DATA PROVIDED |

=== Begin Enclosure ===

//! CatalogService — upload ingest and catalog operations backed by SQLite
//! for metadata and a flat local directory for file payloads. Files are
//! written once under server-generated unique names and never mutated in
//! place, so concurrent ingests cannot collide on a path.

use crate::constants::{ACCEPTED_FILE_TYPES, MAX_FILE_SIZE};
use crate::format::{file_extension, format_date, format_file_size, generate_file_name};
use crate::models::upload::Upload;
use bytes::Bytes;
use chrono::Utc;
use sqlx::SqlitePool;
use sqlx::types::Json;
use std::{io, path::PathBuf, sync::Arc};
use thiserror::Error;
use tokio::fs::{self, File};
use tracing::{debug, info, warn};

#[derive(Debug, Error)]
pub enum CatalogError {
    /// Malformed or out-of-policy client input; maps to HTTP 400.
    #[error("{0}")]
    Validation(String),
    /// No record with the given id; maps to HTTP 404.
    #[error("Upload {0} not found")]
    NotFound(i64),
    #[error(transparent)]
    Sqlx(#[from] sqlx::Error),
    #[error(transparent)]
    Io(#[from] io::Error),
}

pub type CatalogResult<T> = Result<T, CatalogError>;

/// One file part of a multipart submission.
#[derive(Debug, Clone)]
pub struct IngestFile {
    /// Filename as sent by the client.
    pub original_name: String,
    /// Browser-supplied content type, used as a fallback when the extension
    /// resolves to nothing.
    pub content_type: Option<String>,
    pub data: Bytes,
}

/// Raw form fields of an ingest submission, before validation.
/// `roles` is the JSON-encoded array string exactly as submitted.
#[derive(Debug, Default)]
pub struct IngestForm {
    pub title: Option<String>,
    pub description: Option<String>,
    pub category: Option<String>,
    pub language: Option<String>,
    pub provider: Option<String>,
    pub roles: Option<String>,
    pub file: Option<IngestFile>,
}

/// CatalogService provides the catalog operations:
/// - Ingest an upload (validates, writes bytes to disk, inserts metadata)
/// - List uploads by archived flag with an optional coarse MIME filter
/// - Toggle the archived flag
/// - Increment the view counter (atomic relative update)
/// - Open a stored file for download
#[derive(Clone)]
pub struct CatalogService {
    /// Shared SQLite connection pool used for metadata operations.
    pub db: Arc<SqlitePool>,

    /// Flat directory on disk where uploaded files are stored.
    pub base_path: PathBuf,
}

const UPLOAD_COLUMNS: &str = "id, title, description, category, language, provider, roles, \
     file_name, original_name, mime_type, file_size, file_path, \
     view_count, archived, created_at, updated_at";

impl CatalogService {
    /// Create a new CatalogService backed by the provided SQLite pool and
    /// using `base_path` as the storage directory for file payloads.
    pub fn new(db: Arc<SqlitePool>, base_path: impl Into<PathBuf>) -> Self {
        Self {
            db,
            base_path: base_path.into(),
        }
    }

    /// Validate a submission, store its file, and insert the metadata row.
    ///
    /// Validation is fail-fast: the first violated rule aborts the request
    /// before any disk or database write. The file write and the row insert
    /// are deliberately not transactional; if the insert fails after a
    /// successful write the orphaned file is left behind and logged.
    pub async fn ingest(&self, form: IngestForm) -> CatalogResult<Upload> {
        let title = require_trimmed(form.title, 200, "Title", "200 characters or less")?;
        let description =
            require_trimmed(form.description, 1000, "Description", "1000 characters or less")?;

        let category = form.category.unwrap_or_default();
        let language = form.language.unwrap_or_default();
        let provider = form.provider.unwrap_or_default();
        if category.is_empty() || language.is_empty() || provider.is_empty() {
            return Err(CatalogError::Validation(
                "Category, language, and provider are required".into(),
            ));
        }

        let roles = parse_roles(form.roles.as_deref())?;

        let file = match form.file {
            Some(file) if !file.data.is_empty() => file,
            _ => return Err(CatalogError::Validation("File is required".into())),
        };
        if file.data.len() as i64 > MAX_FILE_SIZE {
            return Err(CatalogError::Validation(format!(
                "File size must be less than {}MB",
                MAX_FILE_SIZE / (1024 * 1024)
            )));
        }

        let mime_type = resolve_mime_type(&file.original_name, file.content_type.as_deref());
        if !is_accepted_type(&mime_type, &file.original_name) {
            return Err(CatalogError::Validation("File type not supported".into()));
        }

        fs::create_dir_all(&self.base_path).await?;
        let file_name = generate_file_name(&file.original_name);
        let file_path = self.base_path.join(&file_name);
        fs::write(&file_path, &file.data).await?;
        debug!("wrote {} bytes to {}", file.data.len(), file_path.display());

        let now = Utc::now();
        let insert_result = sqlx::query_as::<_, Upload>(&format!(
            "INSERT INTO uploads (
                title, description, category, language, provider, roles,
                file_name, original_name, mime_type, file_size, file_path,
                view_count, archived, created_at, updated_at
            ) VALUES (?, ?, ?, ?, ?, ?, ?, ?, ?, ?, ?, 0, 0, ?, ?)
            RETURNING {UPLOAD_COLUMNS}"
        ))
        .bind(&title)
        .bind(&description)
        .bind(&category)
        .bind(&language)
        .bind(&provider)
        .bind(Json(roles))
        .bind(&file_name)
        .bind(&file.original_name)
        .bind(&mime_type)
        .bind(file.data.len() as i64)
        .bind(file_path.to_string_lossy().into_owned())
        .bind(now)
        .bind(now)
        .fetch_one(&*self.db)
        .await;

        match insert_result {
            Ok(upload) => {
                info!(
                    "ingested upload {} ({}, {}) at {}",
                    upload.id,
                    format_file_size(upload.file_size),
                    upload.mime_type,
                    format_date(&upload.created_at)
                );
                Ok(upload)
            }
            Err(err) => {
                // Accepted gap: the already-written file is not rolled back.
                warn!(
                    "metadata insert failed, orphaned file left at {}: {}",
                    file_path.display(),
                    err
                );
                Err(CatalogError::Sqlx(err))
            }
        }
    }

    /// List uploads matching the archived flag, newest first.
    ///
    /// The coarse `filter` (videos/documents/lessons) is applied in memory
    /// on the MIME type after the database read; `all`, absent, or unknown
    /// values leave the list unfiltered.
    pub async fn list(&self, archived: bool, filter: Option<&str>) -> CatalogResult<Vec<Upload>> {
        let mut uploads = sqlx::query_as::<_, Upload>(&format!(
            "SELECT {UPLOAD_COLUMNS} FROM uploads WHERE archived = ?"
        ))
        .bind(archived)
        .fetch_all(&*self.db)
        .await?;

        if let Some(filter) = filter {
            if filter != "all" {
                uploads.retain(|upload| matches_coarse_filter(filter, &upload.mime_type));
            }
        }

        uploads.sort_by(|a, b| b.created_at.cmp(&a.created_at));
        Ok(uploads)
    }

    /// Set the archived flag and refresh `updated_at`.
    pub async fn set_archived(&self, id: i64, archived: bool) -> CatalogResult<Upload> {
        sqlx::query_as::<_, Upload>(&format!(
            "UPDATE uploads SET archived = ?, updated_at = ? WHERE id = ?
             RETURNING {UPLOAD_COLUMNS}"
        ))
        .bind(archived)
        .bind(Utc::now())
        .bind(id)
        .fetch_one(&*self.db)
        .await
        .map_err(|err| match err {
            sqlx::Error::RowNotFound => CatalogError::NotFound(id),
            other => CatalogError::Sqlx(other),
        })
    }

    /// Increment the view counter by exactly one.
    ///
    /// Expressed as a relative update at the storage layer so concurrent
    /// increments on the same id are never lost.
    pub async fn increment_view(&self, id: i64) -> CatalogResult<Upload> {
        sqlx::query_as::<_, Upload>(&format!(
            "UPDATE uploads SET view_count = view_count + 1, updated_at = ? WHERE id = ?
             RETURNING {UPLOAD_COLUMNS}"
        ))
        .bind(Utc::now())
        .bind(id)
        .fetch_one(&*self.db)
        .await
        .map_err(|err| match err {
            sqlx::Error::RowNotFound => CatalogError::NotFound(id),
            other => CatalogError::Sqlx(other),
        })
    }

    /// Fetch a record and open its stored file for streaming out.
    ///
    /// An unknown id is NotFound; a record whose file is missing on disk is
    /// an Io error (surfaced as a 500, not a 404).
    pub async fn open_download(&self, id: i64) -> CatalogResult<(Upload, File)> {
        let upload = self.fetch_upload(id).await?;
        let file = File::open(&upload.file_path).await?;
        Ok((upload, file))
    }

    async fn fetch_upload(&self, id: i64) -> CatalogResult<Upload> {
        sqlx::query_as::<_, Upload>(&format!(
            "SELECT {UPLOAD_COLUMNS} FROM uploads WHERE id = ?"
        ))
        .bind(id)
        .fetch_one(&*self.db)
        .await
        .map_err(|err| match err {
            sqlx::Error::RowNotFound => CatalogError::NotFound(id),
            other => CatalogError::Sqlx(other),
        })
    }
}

=== End Enclosure ===

PROBLEM STATEMENT | The job here is to find each line above with the word "flag" and copy it.

EXERCISE OUTPUT |
/// - List uploads by archived flag with an optional coarse MIME filter
/// - Toggle the archived flag
    /// List uploads matching the archived flag, newest first.
    /// Set the archived flag and refresh `updated_at`.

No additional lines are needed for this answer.